▸ **What is required**: From the line containing "should open for" down to the last line of the data, output each line word for word and include nothing else.

*** Data to process ***

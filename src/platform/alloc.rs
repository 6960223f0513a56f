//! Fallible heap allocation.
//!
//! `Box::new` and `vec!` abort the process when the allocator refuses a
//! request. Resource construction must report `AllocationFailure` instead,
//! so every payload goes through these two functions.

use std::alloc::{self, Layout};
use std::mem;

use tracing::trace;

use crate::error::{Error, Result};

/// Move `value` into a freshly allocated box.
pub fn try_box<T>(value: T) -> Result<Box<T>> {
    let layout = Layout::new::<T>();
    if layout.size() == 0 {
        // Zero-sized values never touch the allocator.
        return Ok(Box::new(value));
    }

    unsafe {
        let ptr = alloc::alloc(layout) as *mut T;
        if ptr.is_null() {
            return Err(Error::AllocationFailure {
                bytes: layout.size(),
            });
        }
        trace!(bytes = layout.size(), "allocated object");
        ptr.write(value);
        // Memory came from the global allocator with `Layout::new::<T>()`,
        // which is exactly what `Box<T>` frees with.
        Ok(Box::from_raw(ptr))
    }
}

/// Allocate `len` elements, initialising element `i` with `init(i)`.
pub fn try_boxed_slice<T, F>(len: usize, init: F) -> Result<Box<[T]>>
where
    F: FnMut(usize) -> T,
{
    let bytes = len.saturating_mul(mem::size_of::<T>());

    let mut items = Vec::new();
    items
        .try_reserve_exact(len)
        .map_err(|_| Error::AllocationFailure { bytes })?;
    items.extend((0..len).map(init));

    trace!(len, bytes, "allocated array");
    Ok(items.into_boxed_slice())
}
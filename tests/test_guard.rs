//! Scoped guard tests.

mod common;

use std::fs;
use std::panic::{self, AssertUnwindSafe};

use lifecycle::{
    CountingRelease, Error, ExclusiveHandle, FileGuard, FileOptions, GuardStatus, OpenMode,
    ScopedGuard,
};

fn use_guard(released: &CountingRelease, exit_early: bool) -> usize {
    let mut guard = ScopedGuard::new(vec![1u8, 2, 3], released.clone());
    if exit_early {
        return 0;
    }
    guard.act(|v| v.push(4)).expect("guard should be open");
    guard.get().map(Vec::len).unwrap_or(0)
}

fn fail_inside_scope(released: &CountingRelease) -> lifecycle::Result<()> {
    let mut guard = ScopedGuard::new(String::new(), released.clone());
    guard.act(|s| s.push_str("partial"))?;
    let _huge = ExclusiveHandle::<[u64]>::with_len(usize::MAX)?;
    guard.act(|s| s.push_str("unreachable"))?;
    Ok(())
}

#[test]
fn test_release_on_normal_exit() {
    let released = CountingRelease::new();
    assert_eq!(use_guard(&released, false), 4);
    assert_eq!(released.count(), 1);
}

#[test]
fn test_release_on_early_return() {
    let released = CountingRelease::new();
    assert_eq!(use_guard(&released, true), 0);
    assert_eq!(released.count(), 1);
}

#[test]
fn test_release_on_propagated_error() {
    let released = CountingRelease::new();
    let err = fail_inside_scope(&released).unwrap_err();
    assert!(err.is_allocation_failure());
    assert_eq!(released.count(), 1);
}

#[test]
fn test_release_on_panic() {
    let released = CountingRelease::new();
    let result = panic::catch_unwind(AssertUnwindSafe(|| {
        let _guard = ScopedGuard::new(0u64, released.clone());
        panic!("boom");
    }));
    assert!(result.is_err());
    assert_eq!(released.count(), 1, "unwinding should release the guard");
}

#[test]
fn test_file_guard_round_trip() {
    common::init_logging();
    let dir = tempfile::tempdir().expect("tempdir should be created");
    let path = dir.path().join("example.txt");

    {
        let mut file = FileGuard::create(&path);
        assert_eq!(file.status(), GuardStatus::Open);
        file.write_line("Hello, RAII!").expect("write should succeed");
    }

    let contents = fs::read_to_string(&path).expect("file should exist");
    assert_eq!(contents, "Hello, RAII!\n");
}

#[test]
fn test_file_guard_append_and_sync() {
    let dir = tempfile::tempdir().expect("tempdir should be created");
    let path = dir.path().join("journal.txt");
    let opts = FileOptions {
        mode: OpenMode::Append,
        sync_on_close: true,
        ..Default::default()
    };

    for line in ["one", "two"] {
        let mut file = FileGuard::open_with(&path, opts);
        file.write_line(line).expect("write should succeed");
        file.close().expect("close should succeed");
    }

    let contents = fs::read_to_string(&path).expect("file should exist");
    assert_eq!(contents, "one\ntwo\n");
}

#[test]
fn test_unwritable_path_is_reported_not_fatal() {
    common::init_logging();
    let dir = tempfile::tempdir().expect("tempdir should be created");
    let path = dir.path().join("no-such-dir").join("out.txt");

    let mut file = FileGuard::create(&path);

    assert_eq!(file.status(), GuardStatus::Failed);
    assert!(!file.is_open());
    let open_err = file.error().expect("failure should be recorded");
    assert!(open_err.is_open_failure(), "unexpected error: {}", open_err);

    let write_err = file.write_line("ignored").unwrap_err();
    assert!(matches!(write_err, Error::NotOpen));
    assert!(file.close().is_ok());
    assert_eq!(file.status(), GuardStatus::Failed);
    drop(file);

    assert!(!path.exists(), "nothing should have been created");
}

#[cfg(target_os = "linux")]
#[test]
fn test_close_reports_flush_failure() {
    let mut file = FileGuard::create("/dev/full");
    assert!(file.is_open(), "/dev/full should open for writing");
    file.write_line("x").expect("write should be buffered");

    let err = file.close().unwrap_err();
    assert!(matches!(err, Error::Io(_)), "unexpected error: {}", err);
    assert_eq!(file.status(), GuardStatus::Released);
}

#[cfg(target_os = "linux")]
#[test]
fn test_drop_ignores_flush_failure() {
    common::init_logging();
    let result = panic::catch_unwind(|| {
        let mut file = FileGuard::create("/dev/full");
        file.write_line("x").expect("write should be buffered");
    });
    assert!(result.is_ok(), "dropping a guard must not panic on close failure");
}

*** End of Data to process ***

▸ **Exercise solution**:
    assert!(file.is_open(), "/dev/full should open for writing");
    file.write_line("x").expect("write should be buffered");

    let err = file.close().unwrap_err();
    assert!(matches!(err, Error::Io(_)), "unexpected error: {}", err);
    assert_eq!(file.status(), GuardStatus::Released);
}

#[cfg(target_os = "linux")]
#[test]
fn test_drop_ignores_flush_failure() {
    common::init_logging();
    let result = panic::catch_unwind(|| {
        let mut file = FileGuard::create("/dev/full");
        file.write_line("x").expect("write should be buffered");
    });
    assert!(result.is_ok(), "dropping a guard must not panic on close failure");
}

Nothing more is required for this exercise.